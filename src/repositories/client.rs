//! # Client Repository
//!
//! Creation and lookup of surveyed organisations.

use chrono::Utc;
use sea_orm::{ActiveModelTrait, DatabaseConnection, EntityTrait, Set};
use uuid::Uuid;

use crate::error::RepositoryError;
use crate::models::client::{ActiveModel as ClientActiveModel, Model as ClientModel};
use crate::models::Client;

const MAX_NAME_LENGTH: usize = 200;

/// Repository for Client database operations
pub struct ClientRepository<'a> {
    db: &'a DatabaseConnection,
}

impl<'a> ClientRepository<'a> {
    pub fn new(db: &'a DatabaseConnection) -> Self {
        Self { db }
    }

    /// Create a new client
    pub async fn create(&self, name: &str) -> Result<ClientModel, RepositoryError> {
        let name = validate_name(name)?;

        let client = ClientActiveModel {
            id: Set(Uuid::new_v4()),
            name: Set(name),
            created_at: Set(Utc::now().into()),
        };

        client
            .insert(self.db)
            .await
            .map_err(RepositoryError::database_error)
    }

    pub async fn find_by_id(&self, id: Uuid) -> Result<Option<ClientModel>, RepositoryError> {
        Client::find_by_id(id)
            .one(self.db)
            .await
            .map_err(RepositoryError::database_error)
    }

    /// Like [`find_by_id`](Self::find_by_id) but a missing client is an error
    pub async fn require(&self, id: Uuid) -> Result<ClientModel, RepositoryError> {
        self.find_by_id(id)
            .await?
            .ok_or_else(|| RepositoryError::NotFound(format!("Client {} not found", id)))
    }
}

fn validate_name(name: &str) -> Result<String, RepositoryError> {
    let trimmed = name.trim();
    if trimmed.is_empty() {
        return Err(RepositoryError::validation_error("Client name cannot be empty"));
    }
    if trimmed.chars().count() > MAX_NAME_LENGTH {
        return Err(RepositoryError::validation_error(format!(
            "Client name cannot exceed {} characters",
            MAX_NAME_LENGTH
        )));
    }
    Ok(trimmed.to_string())
}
------------------------------------------------------------------------
WORK REQUIRED - Output nothing but the lines from the one containing "if trimmed.chars().count() >" through the last line of the data, exactly as they stand.

ANSWER BOX -
    if trimmed.chars().count() > MAX_NAME_LENGTH {
        return Err(RepositoryError::validation_error(format!(
            "Client name cannot exceed {} characters",
            MAX_NAME_LENGTH
        )));
    }
    Ok(trimmed.to_string())
}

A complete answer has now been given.